Paris : Siège du Parti Communiste, oeuvre emblématique de l'architecte brésilien Oscar Niemeyer, vocation culturelle de l'Espace Niemeyer - XIXème

 

Le Siège du Parti communiste français, son immeuble vague recouvert d’une double façade de verre fumé et son iconique coupole blanche qui semble émerger de la colline, est l’oeuvre d’Oscar Niemeyer (1907-2012). Edifice emblématique du mouvement moderne à Paris, il s’agit de la réalisation la plus importante en France du grand architecte de Brasilia, capitale administrative brésilienne. Militant engagé bénévolement auprès du Parti communiste français, Oscar Niemeyer est mandaté pour dessiner les nouveaux locaux de l’organisation politique, qui se dresseront place du Colonel Fabien à l’angle du boulevard de la Villette et de l’avenue Mathurin Moreau. Il esquisse les plans d’une « maison du travailleur », représentative du « monde sans préjugé et sans injustice qui est l’objectif du PCF » dès 1965. Avec la collaboration des architectes Paul Chemetov, Jean Deroche, Jean-Maur Lyonnet et des ingénieurs, Jean Prouvé (1901-1984) et Jacques Tricot, une première campagne de construction est menée entre 1968 et 1971. Elle donne naissance à l’édifice en S, inauguré en 1971, dont la façade est couverte d’un mur-rideau de verre fumé, technique mise au point dès 1924 par Jean Prouvé. La coupole, le parvis et le hall souterrain, finalisés entre 1979 et 1980, complètent l’ensemble. Le Siège du Parti Communiste est classé aux Monuments historiques par arrêté du 26 mars 2007. Le Hall de la classe ouvrière, rebaptisé Espace Niemeyer, accueille désormais de nombreux événements culturels. Le site est accessible au public à l’occasion des expositions ou des journées du patrimoine.
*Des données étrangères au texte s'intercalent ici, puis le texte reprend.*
use sqlx::{postgres::PgPoolOptions, PgPool};
use std::{sync::Arc, time::Duration};
use tracing::{info, warn};
use uuid::Uuid;

use crate::{
    api::handler::AppState,
    config::Config,
    error::{AppError, AppResult},
    gateway::{GatewayRetryClient, PortOneClient, PortOneConfig},
    lock::{InMemoryLockService, LockService, PgLockService},
    payment::{PaymentQuery, PaymentRepository},
    settlement::{
        FailureNotifier, FanoutNotifier, LoggingNotifier, SettlementFailureLog, SettlementRepository,
        SettlementScheduler, SettlementWriter, WebhookNotifier,
    },
};

pub async fn initialize_app_state(config: &Config) -> AppResult<AppState> {
    info!("Initializing application components ...");

    // Database pool
    let pool = initialize_database(&config.database_url, config.database_max_connections).await?;

    // Repositories
    let payments: Arc<dyn PaymentQuery> = Arc::new(PaymentRepository::new(pool.clone()));
    let settlements = Arc::new(SettlementRepository::new(pool.clone(), config.settlement_upsert));
    info!(
        "✅ Repositories initialized (settlement writes: {})",
        if config.settlement_upsert { "upsert" } else { "insert" }
    );

    // Cluster-wide lock
    let locks: Arc<dyn LockService> = match config.settlement_lock_backend.to_ascii_lowercase().as_str() {
        "postgres" => {
            let instance = std::env::var("HOSTNAME").unwrap_or_else(|_| Uuid::new_v4().to_string());
            info!("✅ Postgres lock service initialized for instance {}", instance);
            Arc::new(PgLockService::new(pool.clone(), instance))
        }
        "memory" => {
            warn!("⚠️  In-memory settlement lock - only safe with a single instance");
            Arc::new(InMemoryLockService::new())
        }
        other => {
            return Err(AppError::Config(format!("Unknown SETTLEMENT_LOCK_BACKEND: {}", other)));
        }
    };

    let writer = Arc::new(SettlementWriter::new(settlements, config.writer_config()?));

    // Failure sinks
    let mut sinks: Vec<Arc<dyn FailureNotifier>> = vec![
        Arc::new(LoggingNotifier),
        Arc::new(SettlementFailureLog::new(pool.clone())),
    ];
    match &config.settlement_alert_webhook_url {
        Some(url) if !url.is_empty() => {
            sinks.push(Arc::new(WebhookNotifier::new(
                url.clone(),
                Duration::from_millis(config.settlement_notify_timeout_ms),
            )?));
            info!("✅ Settlement failure webhook registered");
        }
        _ => warn!("⚠️  SETTLEMENT_ALERT_WEBHOOK_URL not set - failures are logged and recorded only"),
    }
    let notifier = Arc::new(FanoutNotifier::new(sinks));

    let scheduler = Arc::new(SettlementScheduler::new(
        config.schedule_config()?,
        locks,
        payments.clone(),
        writer,
        notifier,
    ));
    info!("✅ Settlement scheduler initialized");

    // Payment gateway
    if config.portone_imp_key.is_empty() {
        warn!("⚠️  PORTONE_IMP_KEY not set - gateway calls will be rejected");
    }
    let gateway = Arc::new(PortOneClient::new(
        PortOneConfig {
            base_url: config.portone_base_url.clone(),
            imp_key: config.portone_imp_key.clone(),
            imp_secret: config.portone_imp_secret.clone(),
            timeout: Duration::from_secs(config.portone_timeout_secs),
        },
        GatewayRetryClient::new(config.retry_policy()),
    )?);
    info!("✅ PortOne client initialized: {}", config.portone_base_url);

    Ok(AppState {
        scheduler,
        payments,
        gateway,
    })
}

async fn initialize_database(database_url: &str, max_connections: u32) -> AppResult<PgPool> {
    info!("📊 Connecting to database...");

    let pool = PgPoolOptions::new()
        .max_connections(max_connections)
        .acquire_timeout(Duration::from_secs(30))
        .idle_timeout(Duration::from_secs(600))
        .max_lifetime(Duration::from_secs(1800))
        .connect(database_url)
        .await?;

    info!("✓ Database pool configured: {} max connections", max_connections);

    // Run migrations
    info!("🔄 Running database migrations...");
    sqlx::migrate!("./migrations").run(&pool).await?;

    info!("✓ Database initialized");
    Ok(pool)
}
Au milieu des années 1960, le Parti Communiste Français, à l’étroit dans ses locaux du 44 rue Le Peletier dans le IXème arrondissement, donne une carte blanche à Oscar Niemeyer, pour édifier le nouveau siège. L’architecte revendique depuis toujours son engagement politique. « Je suis un être humain comme tous les autres, qui aimait dessiner et est devenu architecte. Un architecte qui a passé sa vie, penché sur sa table, mais qui comprend et qui répète que la vie est plus importante que l'architecture. Pour donner à l'architecture le contenu humain qui lui manque, l'important est de participer à la lutte politique. Je considère aussi l'architecture comme quelque chose de secondaire dans le monde injuste où nous vivons. ».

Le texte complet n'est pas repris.